Apparatus and Methods for Color Displays

1. A display comprising: a spatial light modulator comprising an array of controllable pixels, each pixel comprising a plurality of sub-pixels; a plurality of primary color light-emitting elements arranged to illuminate the spatial light modulator with light of a plurality of colors; at least one broadband light-emitting element having a spectral bandwidth at half maximum of at least 150 nm and being arranged to illuminate the spatial light modulator; and a controller that is configured for: estimating a light field at the spatial light modulator, wherein the light field is generated by one or more of the light-emitting elements, determining a driving signal for each sub-pixel based on a value of the estimated light field at a location of the sub-pixel, and applying the driving signals to the sub-pixels; wherein: the broadband light-emitting element is controllable to alter an amount of the light at a location on the spatial light modulator and the controller is connected to receive image data and configured to determine from the image data a chromaticity corresponding to the location on the spatial light modulator and, based at least in part on the chromaticity, control the amount of the broadband light at the location on the spatial light modulator; the controller is configured to determine, from the chromaticity determined from the image data corresponding to a location on the spatial light modulator, a saturation index for each of a plurality of primary colors, wherein the saturation index for each primary color is a measure of how closely light of the primary color alone matches the chromaticity, and, based on the saturation indices, control the amount of the broadband light at the location on the viewing screen; and the controller is configured to determine whether the chromaticity falls within a region of chromaticity values, wherein the region corresponds to, or is a region within, a gamut that can be accurately reproduced if the spatial light modulator is illuminated only by light from the at least one broadband light-emitting element, and, if so, suppress illumination of the location with the primary color light.

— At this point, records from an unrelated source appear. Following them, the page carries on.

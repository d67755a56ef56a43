//! # Leasekeep RPC
//!
//! JSON-RPC style HTTP transport for the lease engine.
//!
//! - [`server::router`] - `/rpc` and `/health` routes over an [`AppState`]
//! - [`RequestStore`] - caller-visible results keyed by request id
//! - [`RpcClient`] - HTTP client with a [`RetryPolicy`]
//!
//! ```text
//!   RpcClient ──POST /rpc──▶ router ──▶ RequestStore
//!                               │            ▲
//!                               ▼            │ result
//!                            Engine ──▶ async_add work
//! ```

pub mod client;
pub mod config;
pub mod protocol;
pub mod retry;
pub mod server;
pub mod store;
pub mod telemetry;

pub use client::{RpcClient, RpcError};
pub use config::{ServerConfig, ServerConfigError};
pub use protocol::{ResponseStatus, RpcRequest, RpcResponse};
pub use retry::{RetryPolicy, Retryable};
pub use server::{router, AppState};
pub use store::{RequestStore, StoredRequest};
pub use telemetry::{init_telemetry, TelemetryConfig};
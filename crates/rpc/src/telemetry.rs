// Logging setup for the binaries
//
// Console output through tracing-subscriber's fmt layer, filtered by RUST_LOG or LOG_LEVEL.

use tracing_subscriber::{layer::SubscriberExt, util::SubscriberInitExt, EnvFilter, Layer};

/// Filter used when neither `RUST_LOG` nor `LOG_LEVEL` is set
pub const DEFAULT_LOG_FILTER: &str = "leasekeep_engine=info,leasekeep_rpc=info,tower_http=info";

/// Logging configuration
#[derive(Debug, Clone)]
pub struct TelemetryConfig {
    /// Service name, logged once at startup
    pub service_name: String,
    /// Log filter (e.g. "info", "leasekeep_engine=debug")
    pub log_filter: Option<String>,
    /// Include the event target in each line
    pub with_target: bool,
}

impl Default for TelemetryConfig {
    fn default() -> Self {
        Self {
            service_name: "leasekeep".to_string(),
            log_filter: None,
            with_target: true,
        }
    }
}

impl TelemetryConfig {
    /// Create configuration from environment variables
    ///
    /// Environment variables:
    /// - `SERVICE_NAME`: Service name (default: "leasekeep")
    /// - `RUST_LOG` or `LOG_LEVEL`: Log filter
    pub fn from_env() -> Self {
        Self {
            service_name: std::env::var("SERVICE_NAME").unwrap_or_else(|_| "leasekeep".to_string()),
            log_filter: std::env::var("RUST_LOG")
                .ok()
                .or_else(|| std::env::var("LOG_LEVEL").ok()),
            with_target: true,
        }
    }

    pub fn with_service_name(mut self, name: impl Into<String>) -> Self {
        self.service_name = name.into();
        self
    }

    /// The filter actually applied
    ///
    /// Falls back to [`DEFAULT_LOG_FILTER`] when the configured filter is absent or invalid.
    pub fn env_filter(&self) -> EnvFilter {
        self.log_filter
            .as_ref()
            .and_then(|f| EnvFilter::try_new(f).ok())
            .unwrap_or_else(|| EnvFilter::new(DEFAULT_LOG_FILTER))
    }
}

/// Install the global subscriber
///
/// Fails if a global subscriber is already set.
pub fn init_telemetry(config: TelemetryConfig) -> anyhow::Result<()> {
    let console_layer = tracing_subscriber::fmt::layer()
        .with_target(config.with_target)
        .with_filter(config.env_filter());

    tracing_subscriber::registry()
        .with(console_layer)
        .try_init()?;

    tracing::debug!(service = %config.service_name, "Telemetry initialized");
    Ok(())
}
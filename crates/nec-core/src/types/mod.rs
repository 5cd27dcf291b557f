//! Configuration types shared across NEC crates

mod runtime_config;

pub use runtime_config::{DisplayConfig, ExitConfig, GitConfig, RuntimeConfig};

2. A display according to claim 1 wherein the primary color light-emitting elements comprise organic LEDs controllable to alter an amount of the primary color light at the location on the spatial light modulator.

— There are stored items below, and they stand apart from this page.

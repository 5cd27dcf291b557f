//! Interactive wizard (`nec` / `nec wizard`)

use std::process::ExitCode;
use std::time::Duration;

use anyhow::{Context as _, Result};
use nec_projects::{project_wizard, ProjectSpec, WizardOutcome};

use super::Context;
use crate::banner;
use crate::prompt::TerminalPrompter;

/// Exit status when the user picks "Exit"
pub const EXIT_STATUS: u8 = 1;

pub async fn run(ctx: &Context) -> Result<ExitCode> {
    if ctx.show_banner {
        let duration = Duration::from_millis(ctx.config.display.banner_duration_ms);
        if let Err(e) = banner::play(duration).await {
            tracing::debug!("Banner failed: {}", e);
        }
    }

    let wizard = project_wizard(&ctx.base_dir)?;
    let mut prompter = TerminalPrompter;
    let outcome = wizard.run(&mut prompter).context("Wizard aborted")?;

    let answers = match outcome {
        WizardOutcome::Exit => return Ok(exit(ctx).await),
        WizardOutcome::Completed(answers) => answers,
    };

    let spec = ProjectSpec::from_answers(&answers)?;
    tracing::debug!("Project spec: {:?}", spec);
    super::create_project(ctx, &spec).await
}

/// Acknowledge the exit choice and hand back the exit status
async fn exit(ctx: &Context) -> ExitCode {
    println!("\nExiting...");
    tokio::time::sleep(Duration::from_millis(ctx.config.exit.delay_ms)).await;
    ExitCode::from(EXIT_STATUS)
}
//! `nec new` - create a project from flags

use std::process::ExitCode;

use anyhow::Result;
use camino::Utf8Path;
use nec_projects::wizard::validate_project_name;
use nec_projects::{Error, ProjectSpec};

use super::Context;
use crate::cli::NewArgs;

pub async fn run(ctx: &Context, args: NewArgs) -> Result<ExitCode> {
    let spec = spec_from_args(&ctx.base_dir, args)?;
    super::create_project(ctx, &spec).await
}

/// Same name rules as the wizard; `--yarn` and `--template` imply `--node`
fn spec_from_args(base_dir: &Utf8Path, args: NewArgs) -> nec_projects::Result<ProjectSpec> {
    let name = args.name.trim().to_string();
    validate_project_name(base_dir, &name)
        .map_err(|reason| Error::invalid_project_name(&name, reason))?;

    let use_template = args.template.is_some();
    let use_package_manager = args.node || args.yarn || use_template;

    Ok(ProjectSpec {
        use_version_control: args.git,
        use_package_manager,
        use_alternate_package_manager: args.yarn,
        use_template,
        template_id: args.template,
        ..ProjectSpec::new(name)
    })
}
//! Error types for nec-projects

use thiserror::Error;

/// Result type alias using nec-projects's Error type
pub type Result<T> = std::result::Result<T, Error>;

/// Project scaffolding error types
#[derive(Error, Debug)]
pub enum Error {
    /// Project name failed validation outside the interactive wizard
    #[error("Invalid project name '{name}': {reason}")]
    InvalidProjectName { name: String, reason: String },

    /// Project directory could not be created
    #[error("Failed to create project directory {path}: {source}")]
    DirectoryCreate {
        path: String,
        #[source]
        source: std::io::Error,
    },

    /// An external tool exited unsuccessfully
    #[error("`{command}` failed: {message}")]
    ExternalTool { command: String, message: String },

    /// Command not found
    #[error("Required command not found: {command}")]
    CommandNotFound { command: String },

    /// Template identifier did not match any known template
    #[error("Unrecognized template: {template}. Available templates: {available}")]
    UnrecognizedTemplate { template: String, available: String },

    /// Wizard finished without an answer the project needs
    #[error("Missing answer for '{key}'")]
    MissingAnswer { key: String },

    /// Two questions share a key
    #[error("Duplicate question key: {key}")]
    DuplicateQuestion { key: String },

    /// The prompt backend failed (closed terminal, interrupted input)
    #[error("Prompt failed: {0}")]
    Prompt(String),

    /// IO error
    #[error("IO error: {0}")]
    Io(#[from] std::io::Error),
}

impl Error {
    /// Create an invalid project name error
    pub fn invalid_project_name(name: impl Into<String>, reason: impl Into<String>) -> Self {
        Self::InvalidProjectName {
            name: name.into(),
            reason: reason.into(),
        }
    }

    /// Create a directory create error
    pub fn directory_create(path: impl Into<String>, source: std::io::Error) -> Self {
        Self::DirectoryCreate {
            path: path.into(),
            source,
        }
    }

    /// Create an external tool error
    pub fn external_tool(command: impl Into<String>, message: impl Into<String>) -> Self {
        Self::ExternalTool {
            command: command.into(),
            message: message.into(),
        }
    }

    /// Create a command not found error
    pub fn command_not_found(command: impl Into<String>) -> Self {
        Self::CommandNotFound {
            command: command.into(),
        }
    }

    /// Create an unrecognized template error
    pub fn unrecognized_template(
        template: impl Into<String>,
        available: impl Into<String>,
    ) -> Self {
        Self::UnrecognizedTemplate {
            template: template.into(),
            available: available.into(),
        }
    }

    /// Create a missing answer error
    pub fn missing_answer(key: impl Into<String>) -> Self {
        Self::MissingAnswer { key: key.into() }
    }

    /// Create a duplicate question error
    pub fn duplicate_question(key: impl Into<String>) -> Self {
        Self::DuplicateQuestion { key: key.into() }
    }

    /// Create a prompt error
    pub fn prompt(message: impl Into<String>) -> Self {
        Self::Prompt(message.into())
    }
}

3. A method for displaying a color image on a display, the display comprising a plurality of controllable primary color light-emitting elements capable of emitting light of a plurality of primary colors defining a color gamut, and one or more broadband light-emitting elements having a spectral bandwidth at half maximum of at least 150 nm, the method comprising, for each of a plurality of areas of the image to be displayed: determining a representative chromaticity of the area; determining if the representative chromaticity is in a defined region of chromaticity values, wherein the region corresponds to, or is a region within, a gamut that can be accurately reproduced if the spatial light modulator is illuminated only by light from the one or more broadband light-emitting elements; if the representative chromaticity is not in the defined region of chromaticity values, then establishing driving signals for the primary color light-emitting elements that correspond to the area; if the representative chromaticity is in the defined region of chromaticity values, then establishing driving signals for the broadband light-emitting elements that correspond to the area; applying the driving signals to the broadband or primary color light emitting elements that correspond to the area; determining driving values for pixels of a spatial light modulator illuminated by the broadband or primary color light emitting elements based on the color image and an estimate light field at the spatial light modulator; and applying the driving values to the spatial light modulator.

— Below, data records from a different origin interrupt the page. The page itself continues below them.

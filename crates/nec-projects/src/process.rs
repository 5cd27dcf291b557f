//! External command execution
//!
//! Every external tool the materializer uses (git, npm, yarn, npx) goes
//! through [`CommandRunner`] with an explicit working directory.

use std::fmt;
use std::process::Stdio;

use async_trait::async_trait;
use camino::Utf8Path;
use tokio::process::Command;
use tracing::debug;

use crate::error::{Error, Result};

/// A program plus its arguments
#[derive(Debug, Clone, PartialEq, Eq)]
pub struct ToolCommand {
    program: String,
    args: Vec<String>,
}

impl ToolCommand {
    pub fn new(program: impl Into<String>) -> Self {
        Self {
            program: program.into(),
            args: Vec::new(),
        }
    }

    pub fn arg(mut self, arg: impl Into<String>) -> Self {
        self.args.push(arg.into());
        self
    }

    pub fn args<I, S>(mut self, args: I) -> Self
    where
        I: IntoIterator<Item = S>,
        S: Into<String>,
    {
        self.args.extend(args.into_iter().map(Into::into));
        self
    }

    pub fn program(&self) -> &str {
        &self.program
    }

    pub fn arguments(&self) -> &[String] {
        &self.args
    }

    /// Whether any argument equals `arg`
    pub fn has_arg(&self, arg: &str) -> bool {
        self.args.iter().any(|a| a == arg)
    }
}

impl fmt::Display for ToolCommand {
    fn fmt(&self, f: &mut fmt::Formatter<'_>) -> fmt::Result {
        f.write_str(&self.program)?;
        for arg in &self.args {
            write!(f, " {}", arg)?;
        }
        Ok(())
    }
}

/// Captured output of a successful command
#[derive(Debug, Clone, Default, PartialEq, Eq)]
pub struct CommandOutput {
    pub stdout: String,
    pub stderr: String,
}

/// Runs external commands
#[async_trait]
pub trait CommandRunner: Send + Sync {
    /// Run `command` inside `cwd`; a non-zero exit is an [`Error::ExternalTool`]
    async fn run(&self, command: &ToolCommand, cwd: &Utf8Path) -> Result<CommandOutput>;
}

/// Runs commands as child processes of this one
#[derive(Debug, Clone, Copy, Default)]
pub struct SystemRunner;

#[async_trait]
impl CommandRunner for SystemRunner {
    async fn run(&self, command: &ToolCommand, cwd: &Utf8Path) -> Result<CommandOutput> {
        let program = which::which(command.program())
            .map_err(|_| Error::command_not_found(command.program()))?;

        debug!("Running: {} (in {})", command, cwd);
        let output = Command::new(&program)
            .args(command.arguments())
            .current_dir(cwd)
            .stdin(Stdio::null())
            .output()
            .await?;

        let stdout = String::from_utf8_lossy(&output.stdout).to_string();
        let stderr = String::from_utf8_lossy(&output.stderr).to_string();

        if !output.status.success() {
            let message = match stderr.trim() {
                "" => format!("exited with {}", output.status),
                trimmed => trimmed.to_string(),
            };
            return Err(Error::external_tool(command.to_string(), message));
        }

        Ok(CommandOutput { stdout, stderr })
    }
}
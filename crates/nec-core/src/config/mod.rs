//! Configuration loading

mod hierarchical_loader;

pub use hierarchical_loader::HierarchicalConfigLoader;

4. A method according to claim 3 comprising determining a representative luminance of the area of the image and defining the region of chromaticity values based at least in part on the representative luminance of the area.

5. A method according to claim 3 , wherein the display comprises a spatial light modulator comprising an array of controllable pixels, each pixel comprising a plurality of sub-pixels, the method comprising: estimating the light field at the spatial light modulator, wherein the light field is generated by one or more of the light-emitting elements; determining a driving signal for each sub-pixel based on a value of the estimated light field at a location of the sub-pixel; and, applying the driving signals to the sub-pixels.

6. The method of claim 5 comprising estimating separate light fields for spectral ranges corresponding to each color of the sub-pixels.

7. The method of claim 5 comprising estimating the light field at the spatial light modulator by determining and summing light from individual contributing light-emitting elements for a plurality of locations on the spatial light modulator.

8. A method according to claim 7 wherein estimating the light field comprises determining and summing contributions of light from the individually contributing light-emitting elements based on the driving signal for each such light-emitting element.

9. A method according to claim 3 comprising blending light from broadband light-emitting elements with light from primary color light-emitting elements, wherein a ratio of an amount of light from the broadband light-emitting elements to an amount of light from the primary color light-emitting elements is based at least on the representative chromaticity.

10. A method according to claim 9 comprising blending light based at least in part on a size of a MacAdam ellipse for the representative chromaticity, wherein for chromaticities for which the MacAdam ellipse is larger more broadband light is provided than for chromaticities for which the MacAdam ellipse is smaller.